WASHINGTON (CBS4) – A Colorado mother whose son died 12 years ago after a collision on a high school football field spoke to lawmakers in Washington on Friday and pushed for more research into the unknowns surrounding concussions.

Kelli Jantz, mother of Jake Snakenberg, was one of several family members of young people who have sustained concussions who spoke at a House Subcommittee on Oversight and Investigations hearing Friday morning.

Snakenberg, a Grandview High School Freshman, died in 2004 after taking a hit one week after he is believed to have suffered a concussion that he and his family never knew he had.

Jake Snakenberg (credit: CBS)

Jake Snakenberg (credit: CBS)

As a mom and a nurse, Jantz says she doesn’t want what happened to her son to happen to anyone else.

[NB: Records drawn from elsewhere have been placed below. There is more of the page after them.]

// Prompt generation for one repetition of a routine part.
//
// Three phases, all drawing from the part's single `NumberGenerator`:
//
// 1. Chord quota: when the scale has degree chords, try to fill
//    `min(chord_ratio, prompt_count)` slots. Each slot draws a chord, gathers
//    candidate pitches with the chord's root pitch class, keeps only roots
//    whose whole voicing stays within MIDI range, and draws one. A slot with
//    no playable root is skipped without retrying another chord.
// 2. Note fill: every remaining slot (including skipped chord slots) draws a
//    single pitch from the candidate pool. An empty pool here is a
//    `RoutineError::EmptyCandidatePool`.
// 3. Shuffle: two passes, each swapping every position with an index drawn
//    from the whole list (with replacement).
//
// After the shuffle, `Prompt::index` is rewritten to each prompt's position.
// The draw order is part of the reproducibility contract: chord, root, color
// for chord slots; pitch, color for note slots; then the shuffle.

use std::fmt;

use midi_practice_prng::NumberGenerator;
use midi_practice_theory::{Chord, NoteScale, format_midi_letter, format_midi_note};
use serde::{Deserialize, Serialize};
use tracing::warn;

use crate::error::RoutineError;
use crate::settings::BakedRoutinePartSettings;

/// Palette prompts are colored from. Purely for telling prompts apart.
pub const COLOR_OPTIONS: [&str; 18] = [
    "emerald", "green", "lime", "red", "orange", "amber", "yellow", "teal", "cyan", "sky", "blue",
    "indigo", "violet", "purple", "fuchsia", "pink", "rose", "slate",
];

/// Number of full shuffle passes over a repetition's prompts.
pub const SHUFFLE_PASSES: usize = 2;

/// Label for one note or chord of a prompt.
#[derive(Debug, Clone, PartialEq, Eq, Serialize, Deserialize)]
#[serde(rename_all = "camelCase")]
pub struct PromptDisplay {
    /// Note name, with octave when the part requires it.
    pub note: String,
    /// Chord quality suffix; empty for single notes and major chords.
    pub chord_type: String,
}

impl fmt::Display for PromptDisplay {
    fn fmt(&self, f: &mut fmt::Formatter<'_>) -> fmt::Result {
        write!(f, "{}{}", self.note, self.chord_type)
    }
}

/// One thing for the player to play: a single note or a chord.
#[derive(Debug, Clone, PartialEq, Eq, Serialize, Deserialize)]
pub struct Prompt {
    /// Position within its repetition.
    pub index: usize,
    /// Absolute MIDI pitches, root first for chords.
    pub notes: Vec<u8>,
    pub color: String,
    pub displays: Vec<PromptDisplay>,
}

impl Prompt {
    pub fn is_chord(&self) -> bool {
        self.notes.len() > 1
    }

    /// All display labels joined with spaces.
    pub fn label(&self) -> String {
        self.displays
            .iter()
            .map(ToString::to_string)
            .collect::<Vec<_>>()
            .join(" ")
    }
}

/// Generate `prompt_count` shuffled prompts for one repetition.
///
/// `candidates` must already be filtered to pitches in `scale` (see
/// `candidates::scale_candidates`).
pub fn generate_prompts(
    baked: &BakedRoutinePartSettings,
    scale: &NoteScale,
    generator: &mut NumberGenerator,
    candidates: &[u8],
) -> Result<Vec<Prompt>, RoutineError> {
    let settings = &baked.settings;
    let prompt_count = settings.prompt_count as usize;
    let mut prompts = Vec::with_capacity(prompt_count);

    let chords = scale.chords();
    if !chords.is_empty() {
        let quota = (settings.chord_ratio as usize).min(prompt_count);
        for slot in 0..quota {
            match chord_prompt(chords, generator, candidates, settings.require_octave) {
                Some(prompt) => prompts.push(prompt),
                None => warn!(
                    part = %settings.name,
                    slot,
                    "no playable chord root in range, slot left for note fill"
                ),
            }
        }
    }

    for _ in prompts.len()..prompt_count {
        let pick = generator
            .pick_index(candidates.len())
            .ok_or_else(|| RoutineError::EmptyCandidatePool {
                part: settings.name.clone(),
                prompt_count: settings.prompt_count,
            })?;
        let note = candidates[pick];
        let color = pick_color(generator);

        prompts.push(Prompt {
            index: prompts.len(),
            notes: vec![note],
            color,
            displays: vec![PromptDisplay {
                note: note_label(note, settings.require_octave),
                chord_type: String::new(),
            }],
        });
    }

    shuffle(&mut prompts, generator, SHUFFLE_PASSES);
    for (position, prompt) in prompts.iter_mut().enumerate() {
        prompt.index = position;
    }

    Ok(prompts)
}

/// Try to build one chord prompt. `None` when the drawn chord has no
/// playable root among the candidates.
fn chord_prompt(
    chords: &[Chord],
    generator: &mut NumberGenerator,
    candidates: &[u8],
    require_octave: bool,
) -> Option<Prompt> {
    let chord = &chords[generator.pick_index(chords.len())?];

    let roots: Vec<u8> = candidates
        .iter()
        .copied()
        .filter(|&n| n == chord.fundamental() || n % 12 == chord.fundamental())
        .filter(|&n| chord.is_playable_from(i32::from(n)))
        .collect();

    let root = roots[generator.pick_index(roots.len())?];
    let notes = chord
        .voicing(i32::from(root))
        .into_iter()
        .map(|n| n as u8)
        .collect();
    let color = pick_color(generator);

    Some(Prompt {
        index: 0,
        notes,
        color,
        displays: vec![PromptDisplay {
            note: note_label(root, require_octave),
            chord_type: chord.quality().suffix().to_string(),
        }],
    })
}

fn pick_color(generator: &mut NumberGenerator) -> String {
    let pick = generator.pick_index(COLOR_OPTIONS.len()).unwrap_or_default();
    COLOR_OPTIONS[pick].to_string()
}

fn note_label(note: u8, require_octave: bool) -> String {
    if require_octave {
        format_midi_note(note)
    } else {
        format_midi_letter(note).to_string()
    }
}

/// Shuffle in place: `passes` times, swap every position with an index drawn
/// uniformly from the whole slice.
///
/// Not an unbiased Fisher-Yates; the exact draw sequence is what keeps seeded
/// routines reproducible.
pub fn shuffle<T>(items: &mut [T], generator: &mut NumberGenerator, passes: usize) {
    for _ in 0..passes {
        for i in 0..items.len() {
            if let Some(j) = generator.pick_index(items.len()) {
                items.swap(i, j);
            }
        }
    }
}
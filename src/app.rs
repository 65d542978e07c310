use crate::artifact::{ModuleHandle, ResourceHandle};
use crate::lifecycle::Lifecycle;
use crate::loader::{Factory, LoadError, Loaded, Loader};
use crate::physics::{Body, System};

/// Builds the host lifecycle whose entry point runs `loader` once.
///
/// Every summary line of the loaded artifacts is handed to `report`. A load
/// failure is left to the lifecycle's unhandled-failure path.
pub fn artifact_lifecycle<MF, RF>(
    loader: Loader<MF, RF>,
    report: impl Fn(&str) + 'static,
) -> Lifecycle
where
    MF: Factory<Output = ModuleHandle> + 'static,
    RF: Factory<Output = ResourceHandle> + 'static,
{
    let mut lifecycle = Lifecycle::new();
    lifecycle.on_content_ready(move || async move {
        let loaded = loader.load().await?;
        for line in describe_loaded(&loaded) {
            report(&line);
        }
        Ok::<(), LoadError>(())
    });
    lifecycle
}

pub fn describe_loaded(loaded: &Loaded<ModuleHandle, ResourceHandle>) -> Vec<String> {
    let module = &loaded.module;
    let resource = &loaded.resource;
    let mut lines = vec![format!(
        "Loaded module {} ({} bytes, {} sections, {} exports)",
        module.label(),
        module.len(),
        module.sections().len(),
        module.exports().len()
    )];
    for export in module.exports() {
        lines.push(format!(" - export {} ({:?})", export.name, export.kind));
    }
    lines.push(format!(
        "Loaded resource {} ({} bytes)",
        resource.label(),
        resource.len()
    ));
    lines
}

pub fn format_body(body: &Body) -> String {
    format!(
        " - {} pos=({:.6e}, {:.6e}) vel=({:.6e}, {:.6e})",
        body.name, body.position.x, body.position.y, body.velocity.x, body.velocity.y
    )
}

pub fn print_final_state(system: &System) {
    println!("Final body states:");
    for body in system.bodies() {
        println!("{}", format_body(body));
    }
}

#[cfg(test)]
mod tests {
    use super::*;
    use std::cell::RefCell;
    use std::rc::Rc;

    use glam::DVec2;
    use pollster::block_on;

    use crate::lifecycle::Dispatch;

    fn module_bytes() -> Vec<u8> {
        let mut bytes = b"\0asm\x01\x00\x00\x00".to_vec();
        bytes.extend_from_slice(&[1, 4, 1, 0x60, 0, 0]);
        bytes.extend_from_slice(&[3, 2, 1, 0]);
        bytes.extend_from_slice(&[7, 8, 1, 4]);
        bytes.extend_from_slice(b"step");
        bytes.extend_from_slice(&[0, 0]);
        bytes.extend_from_slice(&[10, 4, 1, 2, 0, 0x0b]);
        bytes
    }

    #[test]
    fn body_line_uses_scientific_notation() {
        let body = Body::new("planet", 1.0, DVec2::new(5.0, 0.0), DVec2::new(0.0, 0.0025));
        assert_eq!(
            format_body(&body),
            " - planet pos=(5.000000e0, 0.000000e0) vel=(0.000000e0, 2.500000e-3)"
        );
    }

    #[test]
    fn loaded_summary_lists_exports() {
        let loaded = Loaded {
            module: ModuleHandle::from_bytes("sim.wasm", module_bytes()).unwrap(),
            resource: ResourceHandle::from_bytes("sim.bin", vec![0; 16]).unwrap(),
        };
        assert_eq!(
            describe_loaded(&loaded),
            vec![
                "Loaded module sim.wasm (34 bytes, 4 sections, 1 exports)".to_string(),
                " - export step (Function)".to_string(),
                "Loaded resource sim.bin (16 bytes)".to_string(),
            ]
        );
    }

    #[test]
    fn artifact_lifecycle_reports_each_line_once() {
        let lines = Rc::new(RefCell::new(Vec::new()));
        let sink = Rc::clone(&lines);
        let loader = Loader::new(
            || async { ModuleHandle::from_bytes("sim.wasm", module_bytes()) },
            || async { ResourceHandle::from_bytes("sim.bin", vec![0; 4]) },
        );
        let mut lifecycle =
            artifact_lifecycle(loader, move |line| sink.borrow_mut().push(line.to_string()));

        assert!(matches!(block_on(lifecycle.signal_content_ready()), Dispatch::Completed));
        assert!(matches!(block_on(lifecycle.signal_content_ready()), Dispatch::AlreadyFired));
        assert_eq!(lines.borrow().len(), 3);
        assert_eq!(lines.borrow()[2], "Loaded resource sim.bin (4 bytes)");
    }

    #[test]
    fn artifact_lifecycle_surfaces_load_failures() {
        let loader = Loader::new(
            || async { ModuleHandle::from_bytes("sim.wasm", module_bytes()) },
            || async { ResourceHandle::from_bytes("sim.bin", Vec::new()) },
        );
        let mut lifecycle = artifact_lifecycle(loader, |line| panic!("unexpected report: {line}"));
        match block_on(lifecycle.signal_content_ready()) {
            Dispatch::Failed(err) => assert_eq!(err.label(), "sim.bin"),
            other => panic!("expected a failed dispatch, got {other:?}"),
        }
    }
}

“These children are our future and it’s our responsibility as parents and coaches, teachers, medical professionals, policy makers and the community as a whole to make sure we do all we can to support the necessary culture change to make youth sports as safe as possible and protect our children as well as to provide appropriate treatment and assistance should a concussion occur,” she told the subcommittee, which includes Rep. Diana DeGette.

DeGette, a Democrat who represents Colorado’s 1st Congressional District, said she wants to see young players succeed in sports but not at the cost of their health.

The hearing is the latest effort to gain a better understanding of many still-unknown issues related to concussions and traumatic brain injuries.

In 2012, the Jake Snakenberg Act was signed into law in Colorado. It requires coach education on recognizing a concussion, among other safety measures.

Experts said that student athletes, their peers, and their families play a crucial of a role in recognizing brain injury symptoms.